# [RECORDS SHOWN]
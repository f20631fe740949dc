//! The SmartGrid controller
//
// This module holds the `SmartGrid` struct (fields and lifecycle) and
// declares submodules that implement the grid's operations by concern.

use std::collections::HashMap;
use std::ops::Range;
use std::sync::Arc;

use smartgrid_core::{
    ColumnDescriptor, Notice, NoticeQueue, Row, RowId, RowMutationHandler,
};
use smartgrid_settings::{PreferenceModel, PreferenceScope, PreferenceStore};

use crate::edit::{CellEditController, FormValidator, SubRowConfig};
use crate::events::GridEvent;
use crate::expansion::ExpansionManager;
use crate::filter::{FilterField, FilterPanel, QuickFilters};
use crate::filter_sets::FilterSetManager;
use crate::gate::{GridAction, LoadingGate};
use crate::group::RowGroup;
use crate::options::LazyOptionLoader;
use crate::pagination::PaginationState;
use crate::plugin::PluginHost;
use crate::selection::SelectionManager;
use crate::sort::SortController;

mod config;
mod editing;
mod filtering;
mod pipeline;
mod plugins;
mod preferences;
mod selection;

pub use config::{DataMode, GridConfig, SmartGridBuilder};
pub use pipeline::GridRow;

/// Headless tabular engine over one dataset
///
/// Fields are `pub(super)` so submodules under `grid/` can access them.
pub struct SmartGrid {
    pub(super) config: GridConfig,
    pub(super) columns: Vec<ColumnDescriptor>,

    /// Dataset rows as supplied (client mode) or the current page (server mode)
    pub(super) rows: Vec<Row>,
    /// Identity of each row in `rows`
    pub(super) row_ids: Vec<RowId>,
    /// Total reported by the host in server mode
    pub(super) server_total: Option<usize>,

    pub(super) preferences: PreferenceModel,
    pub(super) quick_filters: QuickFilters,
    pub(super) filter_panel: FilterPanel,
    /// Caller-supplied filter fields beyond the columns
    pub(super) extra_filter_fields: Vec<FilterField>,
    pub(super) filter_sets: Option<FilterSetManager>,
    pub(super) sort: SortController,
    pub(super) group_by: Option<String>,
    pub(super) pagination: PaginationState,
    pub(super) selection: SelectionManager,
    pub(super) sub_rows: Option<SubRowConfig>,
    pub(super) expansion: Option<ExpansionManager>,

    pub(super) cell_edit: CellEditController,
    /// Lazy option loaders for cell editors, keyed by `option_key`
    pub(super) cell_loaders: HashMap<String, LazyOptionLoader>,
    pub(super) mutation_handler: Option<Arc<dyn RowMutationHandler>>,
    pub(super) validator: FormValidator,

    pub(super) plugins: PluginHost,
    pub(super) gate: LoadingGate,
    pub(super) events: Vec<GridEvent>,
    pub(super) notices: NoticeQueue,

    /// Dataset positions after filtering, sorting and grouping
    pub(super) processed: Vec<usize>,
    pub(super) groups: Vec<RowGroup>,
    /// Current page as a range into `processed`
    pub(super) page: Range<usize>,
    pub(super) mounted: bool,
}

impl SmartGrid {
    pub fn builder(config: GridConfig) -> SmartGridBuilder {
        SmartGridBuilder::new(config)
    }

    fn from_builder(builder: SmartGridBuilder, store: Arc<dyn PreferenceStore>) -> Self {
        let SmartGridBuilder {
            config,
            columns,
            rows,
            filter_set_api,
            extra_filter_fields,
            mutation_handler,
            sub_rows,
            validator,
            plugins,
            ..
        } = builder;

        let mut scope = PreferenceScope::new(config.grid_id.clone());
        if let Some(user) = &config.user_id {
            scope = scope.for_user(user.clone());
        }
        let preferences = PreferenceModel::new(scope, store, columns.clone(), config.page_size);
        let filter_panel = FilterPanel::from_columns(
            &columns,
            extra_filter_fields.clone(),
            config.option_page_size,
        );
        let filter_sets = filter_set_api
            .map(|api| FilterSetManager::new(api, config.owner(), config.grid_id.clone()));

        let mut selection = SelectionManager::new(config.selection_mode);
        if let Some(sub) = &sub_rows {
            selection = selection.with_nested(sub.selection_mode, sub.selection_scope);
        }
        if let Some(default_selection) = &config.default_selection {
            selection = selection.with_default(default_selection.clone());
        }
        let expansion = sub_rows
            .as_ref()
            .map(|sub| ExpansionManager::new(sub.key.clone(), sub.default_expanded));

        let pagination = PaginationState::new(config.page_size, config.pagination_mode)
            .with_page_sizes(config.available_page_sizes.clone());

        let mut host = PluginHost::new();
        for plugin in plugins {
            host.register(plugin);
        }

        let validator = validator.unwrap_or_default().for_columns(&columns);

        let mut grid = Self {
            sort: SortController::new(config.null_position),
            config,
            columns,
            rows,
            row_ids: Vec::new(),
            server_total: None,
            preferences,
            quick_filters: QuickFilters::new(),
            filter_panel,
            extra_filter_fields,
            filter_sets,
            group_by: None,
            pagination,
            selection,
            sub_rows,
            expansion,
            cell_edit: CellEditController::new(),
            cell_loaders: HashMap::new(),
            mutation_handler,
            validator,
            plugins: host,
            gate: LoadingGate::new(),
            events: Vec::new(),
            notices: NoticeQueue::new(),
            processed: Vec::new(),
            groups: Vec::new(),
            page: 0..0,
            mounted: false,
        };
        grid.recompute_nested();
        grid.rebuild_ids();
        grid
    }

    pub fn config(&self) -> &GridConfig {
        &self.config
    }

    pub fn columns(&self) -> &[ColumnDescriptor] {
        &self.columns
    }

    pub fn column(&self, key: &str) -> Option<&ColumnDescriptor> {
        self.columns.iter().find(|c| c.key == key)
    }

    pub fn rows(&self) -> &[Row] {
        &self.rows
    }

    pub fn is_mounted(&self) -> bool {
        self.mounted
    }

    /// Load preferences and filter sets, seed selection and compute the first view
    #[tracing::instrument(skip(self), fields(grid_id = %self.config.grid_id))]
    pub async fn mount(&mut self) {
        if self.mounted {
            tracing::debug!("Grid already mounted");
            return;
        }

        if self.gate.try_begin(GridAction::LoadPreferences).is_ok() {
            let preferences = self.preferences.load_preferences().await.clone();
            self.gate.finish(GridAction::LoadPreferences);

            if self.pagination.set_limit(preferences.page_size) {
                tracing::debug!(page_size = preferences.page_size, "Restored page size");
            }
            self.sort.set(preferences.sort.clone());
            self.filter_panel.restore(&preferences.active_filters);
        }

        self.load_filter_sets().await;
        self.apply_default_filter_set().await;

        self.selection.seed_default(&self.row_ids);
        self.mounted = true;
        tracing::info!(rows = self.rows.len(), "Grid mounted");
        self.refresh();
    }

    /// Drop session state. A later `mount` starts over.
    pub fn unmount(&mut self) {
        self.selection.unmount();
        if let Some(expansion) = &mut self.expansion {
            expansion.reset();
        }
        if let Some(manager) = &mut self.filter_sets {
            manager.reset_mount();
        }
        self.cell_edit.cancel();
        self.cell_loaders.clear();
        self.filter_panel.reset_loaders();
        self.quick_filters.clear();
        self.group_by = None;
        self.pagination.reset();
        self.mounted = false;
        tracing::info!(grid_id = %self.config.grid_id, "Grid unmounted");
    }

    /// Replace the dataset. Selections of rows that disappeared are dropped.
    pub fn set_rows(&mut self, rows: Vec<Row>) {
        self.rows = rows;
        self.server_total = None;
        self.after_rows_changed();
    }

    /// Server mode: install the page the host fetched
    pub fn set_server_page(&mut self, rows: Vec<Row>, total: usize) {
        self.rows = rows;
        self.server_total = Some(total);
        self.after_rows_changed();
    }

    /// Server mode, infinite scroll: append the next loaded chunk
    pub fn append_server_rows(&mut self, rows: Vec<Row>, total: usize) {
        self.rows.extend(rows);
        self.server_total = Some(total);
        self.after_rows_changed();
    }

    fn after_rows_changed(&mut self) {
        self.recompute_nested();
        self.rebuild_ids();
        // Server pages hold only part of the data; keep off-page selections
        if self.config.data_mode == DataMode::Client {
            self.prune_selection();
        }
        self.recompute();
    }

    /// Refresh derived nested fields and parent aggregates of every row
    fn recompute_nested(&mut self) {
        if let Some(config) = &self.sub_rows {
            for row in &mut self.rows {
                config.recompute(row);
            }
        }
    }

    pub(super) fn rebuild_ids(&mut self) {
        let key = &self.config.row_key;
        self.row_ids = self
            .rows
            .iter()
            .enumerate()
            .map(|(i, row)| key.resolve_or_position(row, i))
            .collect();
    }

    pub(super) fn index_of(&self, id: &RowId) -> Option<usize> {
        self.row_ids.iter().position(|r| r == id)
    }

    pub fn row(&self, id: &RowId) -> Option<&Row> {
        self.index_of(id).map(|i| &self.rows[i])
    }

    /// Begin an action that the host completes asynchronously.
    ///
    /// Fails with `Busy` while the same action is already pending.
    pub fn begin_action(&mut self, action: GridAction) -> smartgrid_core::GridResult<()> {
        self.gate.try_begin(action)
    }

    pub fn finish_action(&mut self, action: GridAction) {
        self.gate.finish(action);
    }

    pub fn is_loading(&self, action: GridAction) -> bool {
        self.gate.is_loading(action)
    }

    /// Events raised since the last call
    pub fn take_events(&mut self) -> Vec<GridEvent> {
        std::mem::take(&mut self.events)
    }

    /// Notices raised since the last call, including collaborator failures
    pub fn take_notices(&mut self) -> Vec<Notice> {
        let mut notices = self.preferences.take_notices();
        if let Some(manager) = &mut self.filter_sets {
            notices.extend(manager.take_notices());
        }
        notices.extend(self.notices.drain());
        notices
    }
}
---
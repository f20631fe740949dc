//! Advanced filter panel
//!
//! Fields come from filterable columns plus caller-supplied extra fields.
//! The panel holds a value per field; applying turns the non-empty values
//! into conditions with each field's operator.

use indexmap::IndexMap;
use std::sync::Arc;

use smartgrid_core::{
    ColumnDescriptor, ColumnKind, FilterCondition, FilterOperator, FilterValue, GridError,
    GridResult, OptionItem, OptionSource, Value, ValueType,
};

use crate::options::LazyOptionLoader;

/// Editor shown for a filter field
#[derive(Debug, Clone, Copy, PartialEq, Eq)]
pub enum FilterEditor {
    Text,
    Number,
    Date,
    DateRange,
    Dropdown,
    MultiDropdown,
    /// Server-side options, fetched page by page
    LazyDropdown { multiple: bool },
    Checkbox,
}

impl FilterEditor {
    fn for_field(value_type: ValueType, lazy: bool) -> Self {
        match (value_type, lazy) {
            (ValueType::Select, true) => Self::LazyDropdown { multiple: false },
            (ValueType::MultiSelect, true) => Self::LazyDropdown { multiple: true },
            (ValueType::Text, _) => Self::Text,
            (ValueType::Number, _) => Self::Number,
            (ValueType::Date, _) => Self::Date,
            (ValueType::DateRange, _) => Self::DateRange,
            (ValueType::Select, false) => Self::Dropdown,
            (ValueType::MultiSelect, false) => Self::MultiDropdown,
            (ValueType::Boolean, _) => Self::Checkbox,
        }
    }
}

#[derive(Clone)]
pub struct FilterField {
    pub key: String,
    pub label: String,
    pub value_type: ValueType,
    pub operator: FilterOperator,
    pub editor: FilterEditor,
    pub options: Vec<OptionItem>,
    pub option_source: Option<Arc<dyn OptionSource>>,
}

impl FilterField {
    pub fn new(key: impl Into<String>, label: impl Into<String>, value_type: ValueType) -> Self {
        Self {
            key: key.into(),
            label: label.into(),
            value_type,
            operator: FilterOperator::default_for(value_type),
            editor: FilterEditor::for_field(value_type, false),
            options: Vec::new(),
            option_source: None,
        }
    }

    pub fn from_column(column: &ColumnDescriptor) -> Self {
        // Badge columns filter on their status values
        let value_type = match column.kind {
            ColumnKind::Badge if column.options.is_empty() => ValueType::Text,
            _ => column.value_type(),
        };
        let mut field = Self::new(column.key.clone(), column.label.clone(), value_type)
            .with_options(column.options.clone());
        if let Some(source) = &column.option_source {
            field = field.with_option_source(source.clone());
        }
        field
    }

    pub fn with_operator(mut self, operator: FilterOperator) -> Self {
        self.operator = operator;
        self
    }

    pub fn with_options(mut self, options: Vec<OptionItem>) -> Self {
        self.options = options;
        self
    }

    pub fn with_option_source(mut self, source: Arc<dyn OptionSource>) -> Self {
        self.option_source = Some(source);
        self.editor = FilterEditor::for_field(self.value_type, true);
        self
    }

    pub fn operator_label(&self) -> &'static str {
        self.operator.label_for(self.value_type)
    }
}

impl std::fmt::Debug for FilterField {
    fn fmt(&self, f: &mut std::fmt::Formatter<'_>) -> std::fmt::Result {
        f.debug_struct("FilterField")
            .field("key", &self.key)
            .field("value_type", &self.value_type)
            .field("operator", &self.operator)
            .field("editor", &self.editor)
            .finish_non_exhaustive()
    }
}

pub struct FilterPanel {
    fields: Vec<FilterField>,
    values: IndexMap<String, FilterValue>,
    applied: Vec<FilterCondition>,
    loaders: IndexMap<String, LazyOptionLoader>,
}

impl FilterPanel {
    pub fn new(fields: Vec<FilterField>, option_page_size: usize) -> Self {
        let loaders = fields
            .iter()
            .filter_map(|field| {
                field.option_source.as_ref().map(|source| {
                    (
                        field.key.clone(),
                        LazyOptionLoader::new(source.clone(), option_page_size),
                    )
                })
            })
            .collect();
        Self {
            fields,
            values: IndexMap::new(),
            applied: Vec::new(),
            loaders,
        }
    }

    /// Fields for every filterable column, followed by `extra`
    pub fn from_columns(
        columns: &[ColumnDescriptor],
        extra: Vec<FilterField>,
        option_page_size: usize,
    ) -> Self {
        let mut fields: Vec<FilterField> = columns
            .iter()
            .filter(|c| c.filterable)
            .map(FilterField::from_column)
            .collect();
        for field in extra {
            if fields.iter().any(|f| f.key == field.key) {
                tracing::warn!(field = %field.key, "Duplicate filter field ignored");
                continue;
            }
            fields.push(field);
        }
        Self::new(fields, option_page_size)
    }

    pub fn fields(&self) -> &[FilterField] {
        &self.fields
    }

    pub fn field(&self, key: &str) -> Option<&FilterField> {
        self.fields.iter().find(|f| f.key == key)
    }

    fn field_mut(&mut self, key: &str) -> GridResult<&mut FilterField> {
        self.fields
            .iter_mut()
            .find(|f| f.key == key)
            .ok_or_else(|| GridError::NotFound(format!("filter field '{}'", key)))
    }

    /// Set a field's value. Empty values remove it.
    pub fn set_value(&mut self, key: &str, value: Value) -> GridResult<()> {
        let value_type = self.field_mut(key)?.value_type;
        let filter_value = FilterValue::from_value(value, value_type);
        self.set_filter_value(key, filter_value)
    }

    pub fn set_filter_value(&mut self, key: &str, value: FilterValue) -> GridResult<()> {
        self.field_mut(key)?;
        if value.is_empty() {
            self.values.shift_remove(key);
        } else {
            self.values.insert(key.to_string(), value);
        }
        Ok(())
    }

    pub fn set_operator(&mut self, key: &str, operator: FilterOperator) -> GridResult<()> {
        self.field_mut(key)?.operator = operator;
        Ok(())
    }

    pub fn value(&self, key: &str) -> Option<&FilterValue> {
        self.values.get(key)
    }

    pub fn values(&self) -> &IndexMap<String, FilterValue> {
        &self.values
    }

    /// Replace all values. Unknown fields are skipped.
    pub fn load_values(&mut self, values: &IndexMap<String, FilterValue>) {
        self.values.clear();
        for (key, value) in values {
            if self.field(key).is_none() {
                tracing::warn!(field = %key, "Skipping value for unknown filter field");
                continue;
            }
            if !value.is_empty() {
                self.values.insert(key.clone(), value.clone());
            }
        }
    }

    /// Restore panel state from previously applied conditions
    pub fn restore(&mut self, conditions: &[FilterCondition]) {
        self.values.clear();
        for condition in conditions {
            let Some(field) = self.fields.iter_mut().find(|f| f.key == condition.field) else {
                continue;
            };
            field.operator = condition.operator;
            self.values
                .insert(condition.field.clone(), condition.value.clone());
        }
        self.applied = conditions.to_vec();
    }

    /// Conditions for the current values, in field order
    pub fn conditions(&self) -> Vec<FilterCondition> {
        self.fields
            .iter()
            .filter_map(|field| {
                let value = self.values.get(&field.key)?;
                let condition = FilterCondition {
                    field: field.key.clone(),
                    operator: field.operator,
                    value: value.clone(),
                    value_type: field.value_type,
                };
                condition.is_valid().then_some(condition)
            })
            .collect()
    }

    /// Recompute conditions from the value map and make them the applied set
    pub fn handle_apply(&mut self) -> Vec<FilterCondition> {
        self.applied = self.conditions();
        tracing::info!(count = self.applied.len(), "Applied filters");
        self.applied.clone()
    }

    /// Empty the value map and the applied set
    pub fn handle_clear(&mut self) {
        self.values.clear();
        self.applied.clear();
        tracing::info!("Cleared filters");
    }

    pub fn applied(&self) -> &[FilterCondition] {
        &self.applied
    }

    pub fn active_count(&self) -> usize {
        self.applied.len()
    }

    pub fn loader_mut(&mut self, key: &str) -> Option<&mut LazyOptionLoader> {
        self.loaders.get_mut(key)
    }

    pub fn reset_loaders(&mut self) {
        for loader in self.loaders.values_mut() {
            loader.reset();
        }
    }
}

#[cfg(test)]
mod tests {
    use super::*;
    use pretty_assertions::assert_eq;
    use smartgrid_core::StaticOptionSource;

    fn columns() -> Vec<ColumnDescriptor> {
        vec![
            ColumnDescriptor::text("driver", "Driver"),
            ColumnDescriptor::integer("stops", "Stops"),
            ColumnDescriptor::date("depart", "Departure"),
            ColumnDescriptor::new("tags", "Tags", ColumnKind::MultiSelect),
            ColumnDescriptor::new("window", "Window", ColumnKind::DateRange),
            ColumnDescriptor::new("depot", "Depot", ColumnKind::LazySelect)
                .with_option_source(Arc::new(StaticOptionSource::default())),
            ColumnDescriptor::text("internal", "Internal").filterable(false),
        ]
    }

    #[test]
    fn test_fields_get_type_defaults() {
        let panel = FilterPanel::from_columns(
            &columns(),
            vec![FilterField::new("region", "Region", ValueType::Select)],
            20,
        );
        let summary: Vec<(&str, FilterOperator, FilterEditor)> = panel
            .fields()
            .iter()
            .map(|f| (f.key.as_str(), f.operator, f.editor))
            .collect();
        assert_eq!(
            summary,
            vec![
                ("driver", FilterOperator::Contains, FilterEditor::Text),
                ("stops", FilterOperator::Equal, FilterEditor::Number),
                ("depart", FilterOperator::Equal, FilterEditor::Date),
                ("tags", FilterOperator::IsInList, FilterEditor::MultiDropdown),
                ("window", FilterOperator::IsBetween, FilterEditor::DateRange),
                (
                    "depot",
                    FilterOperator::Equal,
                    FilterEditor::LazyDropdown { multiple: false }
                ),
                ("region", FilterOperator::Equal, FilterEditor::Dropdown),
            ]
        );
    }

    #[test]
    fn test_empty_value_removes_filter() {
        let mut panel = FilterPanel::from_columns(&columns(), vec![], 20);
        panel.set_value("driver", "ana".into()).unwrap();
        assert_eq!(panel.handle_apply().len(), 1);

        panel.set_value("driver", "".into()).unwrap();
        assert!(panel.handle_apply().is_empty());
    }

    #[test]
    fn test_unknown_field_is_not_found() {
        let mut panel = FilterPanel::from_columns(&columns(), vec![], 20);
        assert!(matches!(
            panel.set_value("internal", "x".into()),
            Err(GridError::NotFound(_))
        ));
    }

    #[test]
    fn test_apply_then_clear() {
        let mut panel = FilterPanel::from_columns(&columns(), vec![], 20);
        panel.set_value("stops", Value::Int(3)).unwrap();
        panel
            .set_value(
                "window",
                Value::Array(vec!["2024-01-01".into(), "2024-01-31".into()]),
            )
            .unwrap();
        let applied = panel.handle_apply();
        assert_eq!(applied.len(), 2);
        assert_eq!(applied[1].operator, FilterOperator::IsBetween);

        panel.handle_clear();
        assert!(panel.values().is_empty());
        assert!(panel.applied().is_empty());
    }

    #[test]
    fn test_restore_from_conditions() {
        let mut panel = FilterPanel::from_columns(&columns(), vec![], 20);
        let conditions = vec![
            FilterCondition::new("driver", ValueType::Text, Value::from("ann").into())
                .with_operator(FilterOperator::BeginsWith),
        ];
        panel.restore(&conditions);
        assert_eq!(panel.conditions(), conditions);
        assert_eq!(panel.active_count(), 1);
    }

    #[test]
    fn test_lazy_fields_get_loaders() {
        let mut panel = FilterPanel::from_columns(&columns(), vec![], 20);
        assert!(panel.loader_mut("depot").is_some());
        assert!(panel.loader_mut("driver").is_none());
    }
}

# [EXERCISE PROMPT]
From the records, copy every line that has the string "ColumnKind" in it.

# [TASK RESULT]
    ColumnDescriptor, ColumnKind, FilterCondition, FilterOperator, FilterValue, GridError,
            ColumnKind::Badge if column.options.is_empty() => ValueType::Text,
            ColumnDescriptor::new("tags", "Tags", ColumnKind::MultiSelect),
            ColumnDescriptor::new("window", "Window", ColumnKind::DateRange),
            ColumnDescriptor::new("depot", "Depot", ColumnKind::LazySelect)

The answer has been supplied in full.